"My choose yourself moment began brewing four years ago. I set out on this journey starving for love and bared it all just to suppress my appetite. After undergoing lapband surgery for all reasons outside of myself I thought that fitting in would suffice. It took me four years, surviving sexual abuse, physical abuse, dead-end jobs, one-sided friendships and living in the throes of a debilitating eating disorder to choose a better tomorrow.
It was one of many nights that I'd be leaning over the toilet vomiting that I remember beating my fists at the ground covered in vomit crying out to Gd there’s gotta be a better way. From that moment on my life took a turn I never thought I’d live to tell. On October 30th, 2019, I underwent revision surgery. I removed my lapband and revised it to a vertical sleeve. I also removed every person, place, and thing in my life that didn’t bring my soul peace and joy. Sometimes, without us realizing it, emotional weight can be heavier than pounds. In less than a month, I moved into a place that brings me the utmost joy. I get to call the beach my backyard. I finally have relief from my physical symptoms and am recovering each and every day.
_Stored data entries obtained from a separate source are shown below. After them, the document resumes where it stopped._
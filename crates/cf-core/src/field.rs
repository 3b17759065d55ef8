//! Field schema model
//!
//! [`FieldDescriptor`] is the immutable, per-invocation snapshot of one field
//! definition: its logical type, whether it is computed, its physical column,
//! and (for lookup/rollup fields) the relationship it reads through.

use serde::{Deserialize, Serialize};
use serde_json::Value;

/// Logical field type tag
#[derive(Debug, Clone, Copy, PartialEq, Eq, Serialize, Deserialize)]
#[serde(rename_all = "camelCase")]
pub enum FieldType {
    SingleLineText,
    Number,
    Checkbox,
    Date,
    SingleSelect,
    Formula,
    Rollup,
    Link,
}

/// Direction and cardinality of the foreign-key link between two tables
#[derive(Debug, Clone, Copy, PartialEq, Eq, Serialize, Deserialize)]
#[serde(rename_all = "camelCase")]
pub enum Relationship {
    /// The field's own table holds the foreign key; many rows point at one
    /// foreign row.
    ManyToOne,
    /// The foreign table holds the foreign key; one row is pointed at by many
    /// foreign rows.
    OneToMany,
    /// Declared by the schema but not supported by the calculation engine
    OneToOne,
    /// Declared by the schema but not supported by the calculation engine
    ManyToMany,
}

/// Physical column type of a field's storage column
#[derive(Debug, Clone, Copy, PartialEq, Eq, Serialize, Deserialize)]
#[serde(rename_all = "camelCase")]
pub enum DbColumnType {
    Text,
    Integer,
    Real,
    Boolean,
    Datetime,
    Json,
}

/// Lookup configuration for a field that reads values through a relationship
#[derive(Debug, Clone, PartialEq, Eq, Serialize, Deserialize)]
#[serde(rename_all = "camelCase")]
pub struct LookupSpec {
    pub relationship: Relationship,

    /// Table the values are looked up from
    pub foreign_table_id: String,

    /// Physical column holding the foreign key. Lives in the field's own
    /// table for `ManyToOne`, in the foreign table for `OneToMany`.
    pub foreign_key_column: String,

    /// The field in the foreign table whose values are read
    pub lookup_field_id: String,
}

/// One field definition, immutable for the duration of a recomputation pass
#[derive(Debug, Clone, PartialEq, Serialize, Deserialize)]
#[serde(rename_all = "camelCase")]
pub struct FieldDescriptor {
    pub id: String,

    /// Owning table id
    pub table_id: String,

    pub field_type: FieldType,

    /// Whether the stored value is derived rather than user-set
    pub is_computed: bool,

    #[serde(skip_serializing_if = "Option::is_none")]
    pub lookup: Option<LookupSpec>,

    /// Physical column name in the record table
    pub db_column_name: String,

    pub db_column_type: DbColumnType,
}

impl FieldDescriptor {
    /// Whether this field is a link between tables (supplies records, not a
    /// value to assign).
    pub fn is_link(&self) -> bool {
        self.field_type == FieldType::Link
    }

    /// Convert a cell value to its physical column representation.
    ///
    /// JSON columns store the serialized text; scalar columns store the value
    /// as-is (the store is responsible for column-type coercion on write).
    pub fn to_store_value(&self, value: &Value) -> Value {
        if value.is_null() {
            return Value::Null;
        }
        match self.db_column_type {
            DbColumnType::Json => Value::String(value.to_string()),
            _ => value.clone(),
        }
    }
}

#[cfg(test)]
#[path = "field_test.rs"]
mod tests;
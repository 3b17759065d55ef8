//! Batched persistence
//!
//! Translates the ops map into row updates and change-log entries: per table,
//! read current versions, decode each field operation, convert values to
//! their physical columns, and submit everything through one atomic
//! [`TableStore::apply`]. Versions increment by exactly 1; the change-log
//! entry carries the pre-write version.

use crate::engine::EngineConfig;
use crate::error::EngineResult;
use crate::snapshot::SchemaSnapshot;
use cf_core::{CoreError, FieldOp, OpsMap, RawOp, RawOpMap, RawOpMeta};
use cf_store::{ChangeLogEntry, RecordUpdate, StoreError, TableStore, TableUpdate};
use chrono::Utc;
use serde_json::Value;
use std::collections::HashMap;
use std::time::Instant;

/// Persist every operation in `ops_map` and return the written RawOps per
/// (table, record) for downstream fan-out by the caller.
pub async fn batch_save(
    store: &dyn TableStore,
    config: &EngineConfig,
    src: &str,
    ops_map: &OpsMap,
    snapshot: &SchemaSnapshot,
) -> EngineResult<RawOpMap> {
    let started = Instant::now();
    // One wall-clock stamp for the whole batch.
    let ts = Utc::now().timestamp_millis();

    let mut table_updates: Vec<TableUpdate> = Vec::new();
    let mut log_entries: Vec<ChangeLogEntry> = Vec::new();
    let mut raw_op_map = RawOpMap::new();

    for (table_id, record_ops) in ops_map {
        let table_name = snapshot.table_name(table_id)?;
        let record_ids: Vec<String> = record_ops.keys().cloned().collect();
        let versions = store.record_versions(table_name, &record_ids).await?;

        let mut updates = Vec::with_capacity(record_ops.len());
        for (record_id, ops) in record_ops {
            let version = versions.get(record_id).copied().ok_or_else(|| {
                StoreError::RecordNotFound {
                    table: table_name.to_string(),
                    record_id: record_id.clone(),
                }
            })?;

            let mut columns: HashMap<String, Value> = HashMap::new();
            for op in ops {
                let field_op = FieldOp::decode(op)?;
                let field = snapshot.field(&field_op.field_id)?;
                columns.insert(
                    field.db_column_name.clone(),
                    field.to_store_value(&field_op.new_value),
                );
            }

            let raw_op = RawOp {
                src: src.to_string(),
                seq: config.seq,
                op: ops.clone(),
                v: version,
                m: RawOpMeta { ts },
                c: None,
                d: None,
            };

            log_entries.push(ChangeLogEntry {
                collection: table_id.clone(),
                doc_id: record_id.clone(),
                version: version + 1,
                operation: serde_json::to_value(&raw_op).map_err(CoreError::from)?,
                created_by: config.actor.clone(),
            });
            updates.push(RecordUpdate {
                record_id: record_id.clone(),
                columns,
                version: version + 1,
                last_modified_time: ts,
                last_modified_by: config.actor.clone(),
            });
            raw_op_map
                .entry(table_id.clone())
                .or_default()
                .insert(record_id.clone(), raw_op);
        }

        table_updates.push(TableUpdate {
            table_name: table_name.to_string(),
            updates,
        });
    }

    store.apply(&table_updates, &log_entries).await?;

    log::debug!(
        "batch_save: {} change-log entries across {} tables in {:?}",
        log_entries.len(),
        table_updates.len(),
        started.elapsed()
    );
    Ok(raw_op_map)
}

#[cfg(test)]
#[path = "persist_test.rs"]
mod tests;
Why am I sharing this all with you? Because I am living proof of a girl who made one decision: to chose ME, and as soon as I did Gd literally uprooted my life in ways I can only express as a miracle. I solidified that promise with a pinky tattoo on my left hand. I realized that getting lost in the service of others won’t get me to love myself more; it's by choosing to accept myself and loving myself that I can be of service to others. I can cry tears of gratitude just reflecting on how far I have come and how much farther I have to go. In a rapidly changing world that encourages blending in with black and white, I encourage you to show up in tie-dye 💗 You’ll be glad you did!"